N° 964 | du 11 mars 2010

Faits de société

Le 11 mars 2010

Une société plus sombre, moins humaine

Joël Plantet

L’efficacité des politiques de solidarité décline, le risque de basculer dans la précarité n’a jamais semblé aussi grand, et l’administré fait figure d’éternel suspect : le rapport du Médiateur sonne l’alarme

« Société usée psychiquement », « sentiment d’angoisse et de rancœur prêt à se déverser dans les pires exutoires », « agressivité ou violence prenant peu à peu le pas sur le respect de l’autre ». « Notre société est fracturée, mais jamais cette réalité n’a été aussi aiguë » : le 23 février, le rapport du Médiateur de la République, Jean-Paul Delevoye, donnait avec une rare gravité une nouvelle indication de notre état sociétal, à partir de plus de 76 000 dossiers reçus (près de 43 500 traités) en 2009 (soit une hausse de 16 % par rapport à 2008). Les principales thématiques en sont récurrentes : surendettement, méconnaissance des droits, relations conflictuelles entre locataires et bailleurs ou entre citoyens et administrations…

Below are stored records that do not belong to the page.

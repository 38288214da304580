use heartburst::Greeting;

fn main() {
    if let Err(e) = Greeting::new().run() {
        eprintln!("heartburst failed: {}", e);
        std::process::exit(1);
    }
}
//! Explosion lifecycle management.
//!
//! An explosion is born when an accepted interaction spawns it, stays in the
//! active set for a fixed display duration, and is then retired and dropped.
//! The set is bounded: while it is full, further spawn requests are silently
//! ignored — they are not queued.
//!
//! Retirement deadlines are plain data stored on each entry and swept by
//! [`Explosions::retire_expired`] on the frame tick. Dropping the set drops
//! every entry and its deadline with it, so nothing can fire after teardown.
//!
//! ```ignore
//! let mut explosions = Explosions::new(2, Duration::from_millis(3000), BurstConfig::default());
//! let now = Instant::now();
//! if let Some(id) = explosions.spawn(Vec2::new(120.0, 80.0), now) {
//!     // accepted: play the pop, render explosions.iter() until it retires
//! }
//! ```

use crate::burst::{Anchor, Burst, BurstConfig, Spark};
use crate::spawn::SpawnContext;
use glam::Vec2;
use std::time::{Duration, Instant};

/// One active explosion: an id, an origin, a retirement deadline and the
/// spark batch drawn for it at spawn time.
#[derive(Debug)]
pub struct Explosion {
    id: u64,
    origin: Vec2,
    spawned_at: Instant,
    retire_at: Instant,
    sparks: Vec<Spark>,
}

impl Explosion {
    /// Unique, monotonically increasing id.
    pub fn id(&self) -> u64 {
        self.id
    }

    /// Origin in surface-local pixel coordinates.
    pub fn origin(&self) -> Vec2 {
        self.origin
    }

    /// When the explosion was spawned.
    pub fn spawned_at(&self) -> Instant {
        self.spawned_at
    }

    /// The explosion's own spark batch, drawn once at spawn.
    pub fn sparks(&self) -> &[Spark] {
        &self.sparks
    }
}

/// Bounded set of concurrently active explosions.
pub struct Explosions {
    cap: usize,
    display: Duration,
    burst: BurstConfig,
    next_id: u64,
    active: Vec<Explosion>,
}

impl Explosions {
    /// Create an empty set with the given concurrency cap and display
    /// duration per explosion.
    pub fn new(cap: usize, display: Duration, burst: BurstConfig) -> Self {
        Self {
            cap,
            display,
            burst,
            next_id: 0,
            active: Vec::with_capacity(cap),
        }
    }

    /// Spawn a new explosion at `origin`.
    ///
    /// Returns the allocated id, or `None` when the set is at capacity — in
    /// which case nothing happens at all: no id is consumed, no entry is
    /// touched, no sound should be played by the caller.
    pub fn spawn(&mut self, origin: Vec2, now: Instant) -> Option<u64> {
        if self.active.len() >= self.cap {
            return None;
        }

        let id = self.next_id;
        self.next_id += 1;

        let sparks = Burst::generate(&self.burst, Anchor::At(origin), SpawnContext::new(id)).collect();
        self.active.push(Explosion {
            id,
            origin,
            spawned_at: now,
            retire_at: now + self.display,
            sparks,
        });
        Some(id)
    }

    /// Retire every explosion whose deadline has passed.
    ///
    /// Removal is keyed by id, so entries retiring out of creation order
    /// (deadlines are independent) can never evict the wrong entry. Calling
    /// this repeatedly with the same `now` is a no-op after the first sweep.
    pub fn retire_expired(&mut self, now: Instant) {
        let expired: Vec<u64> = self
            .active
            .iter()
            .filter(|e| e.retire_at <= now)
            .map(|e| e.id)
            .collect();
        for id in expired {
            self.remove_by_id(id);
        }
    }

    fn remove_by_id(&mut self, id: u64) {
        self.active.retain(|e| e.id != id);
    }

    /// Number of currently active explosions.
    pub fn len(&self) -> usize {
        self.active.len()
    }

    /// Whether no explosion is active.
    pub fn is_empty(&self) -> bool {
        self.active.is_empty()
    }

    /// The configured concurrency cap.
    pub fn cap(&self) -> usize {
        self.cap
    }

    /// Iterate over the active explosions in creation order.
    pub fn iter(&self) -> impl Iterator<Item = &Explosion> {
        self.active.iter()
    }
}

#[cfg(test)]
mod tests {
    use super::*;

    fn set(cap: usize) -> Explosions {
        Explosions::new(cap, Duration::from_millis(3000), BurstConfig::default())
    }

    #[test]
    fn ids_are_sequential_in_arrival_order() {
        let mut ex = set(4);
        let t = Instant::now();
        assert_eq!(ex.spawn(Vec2::ZERO, t), Some(0));
        assert_eq!(ex.spawn(Vec2::ONE, t), Some(1));
        assert_eq!(ex.spawn(Vec2::ZERO, t), Some(2));
    }

    #[test]
    fn spawn_at_capacity_is_a_noop() {
        let mut ex = set(2);
        let t = Instant::now();
        ex.spawn(Vec2::ZERO, t);
        ex.spawn(Vec2::ZERO, t);

        assert_eq!(ex.spawn(Vec2::ZERO, t), None);
        assert_eq!(ex.len(), 2);
        // The rejected request must not burn an id either.
        ex.retire_expired(t + Duration::from_millis(3000));
        assert_eq!(ex.spawn(Vec2::ZERO, t), Some(2));
    }

    #[test]
    fn each_explosion_owns_an_independent_batch() {
        let mut ex = set(2);
        let t = Instant::now();
        ex.spawn(Vec2::ZERO, t);
        ex.spawn(Vec2::new(50.0, 50.0), t);

        let batches: Vec<&[Spark]> = ex.iter().map(|e| e.sparks()).collect();
        assert_eq!(batches[0].len(), 60);
        assert_eq!(batches[1].len(), 60);
        assert_ne!(batches[0], batches[1]);
    }

    #[test]
    fn retirement_removes_exactly_once() {
        let mut ex = set(2);
        let t = Instant::now();
        ex.spawn(Vec2::ZERO, t);

        let deadline = t + Duration::from_millis(3000);
        ex.retire_expired(deadline);
        assert!(ex.is_empty());
        // A second sweep at the same instant must not disturb anything.
        ex.retire_expired(deadline);
        assert!(ex.is_empty());
    }

    #[test]
    fn entries_retire_independently() {
        let mut ex = set(2);
        let t = Instant::now();
        ex.spawn(Vec2::ZERO, t);
        ex.spawn(Vec2::ZERO, t + Duration::from_millis(500));

        // Only the first has expired at t + 3000.
        ex.retire_expired(t + Duration::from_millis(3000));
        let remaining: Vec<u64> = ex.iter().map(|e| e.id()).collect();
        assert_eq!(remaining, vec![1]);

        ex.retire_expired(t + Duration::from_millis(3500));
        assert!(ex.is_empty());
    }

    #[test]
    fn capacity_scenario() {
        // cap 2; spawns at t=0, t=10ms, t=20ms: first two accepted, third
        // dropped; both retire at t=3000ms.
        let mut ex = set(2);
        let t = Instant::now();

        assert_eq!(ex.spawn(Vec2::ZERO, t), Some(0));
        assert_eq!(ex.spawn(Vec2::ZERO, t + Duration::from_millis(10)), Some(1));
        assert_eq!(ex.spawn(Vec2::ZERO, t + Duration::from_millis(20)), None);

        let active: Vec<u64> = ex.iter().map(|e| e.id()).collect();
        assert_eq!(active, vec![0, 1]);

        ex.retire_expired(t + Duration::from_millis(2999));
        assert_eq!(ex.len(), 2);

        ex.retire_expired(t + Duration::from_millis(3010));
        assert!(ex.is_empty());
    }
}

Ainsi, l’excès de zèle ou les prudences excessives régissent trop souvent les relations entre certains guichets et les citoyens. Certains dossiers feront d’ailleurs l’objet d’un suivi attentif par le Médiateur, dont ceux concernant la protection juridique des majeurs – les services de tutelle –, les services de protection de l’enfance ou encore la médiation dans les maisons départementales pour personnes handicapées (MDPH). Les difficultés de renouvellement des papiers d’identité pour les Français nés à l’étranger sont également dénoncées, le Médiateur ayant reçu sur ce point une dizaine de réclamations par mois, alors qu’il n’en recueillait qu’une dizaine par an auparavant. L’exigence de preuves impossibles à recueillir, les tracasseries humiliantes, la stigmatisation en fonction des origines se sont généralisées. La Ligue des droits de l’homme et le documentariste Daniel Karlin avaient d’ailleurs, fin janvier, lancé dans Libération un appel intitulé Vous êtes Français, prouvez-le, exigeant du gouvernement « un traitement normal et égal pour tous de la délivrance des pièces d’identité ».

Risque de rupture plus que confirmé entre les citoyens et leur Etat

Comment, dans ce paysage, le sentiment d’injustice ne se répandrait-il pas dans la société à grande vitesse ? Il en va de même pour la culture du chiffre et de la performance appliquée dans les administrations, la standardisation des réponses ou le traitement de masse des dossiers. Cela tous azimuts : la réorganisation d’EDF-GDF, par exemple, a débouché, selon le rapport, sur « un recul qualitatif de l’offre de services » pour l’usager. Ce qui peut être considéré comme une maltraitance ordinaire des usagers croît dans les services de santé…

Le Médiateur enfonce le clou : « Le premier fossé entre les citoyens et l’État, c’est celui que creuse la loi par une complexité croissante. » Cités en illustration du propos, le RSA, la CMU ou le DALO « font montre d’une efficacité déclinante » ; globalement, le durcissement du régime de la preuve « pénalise aujourd’hui les honnêtes gens » et crée « une société de méfiance » ; l’accueil du Pôle emploi ou des CAF est catastrophique… Plus de la moitié des requêtes relèvent ainsi de la complexité des procédures ou du sentiment de n’avoir pas été pris en compte.

Devant ce constat d’inflation législative, de climat sociétal sinistre, de rigidité des dispositifs sociaux, et de certaines pratiques d’Etat injustifiables, le vivre ensemble devient un véritable défi, avec autant d’obstacles à franchir. La menace d’un risque de rupture entre les citoyens et leur État, déjà vaguement pressenti dans le rapport 2008, est plus que confirmé.

Dans les prochains mois – probablement à la fin de cette année –, les attributions du Médiateur seront fondues dans celles d’un Défenseur des droits. Cet « ombudsman à la française » devra, large tâche, porter la parole de toutes les doléances. Du pain sur la planche.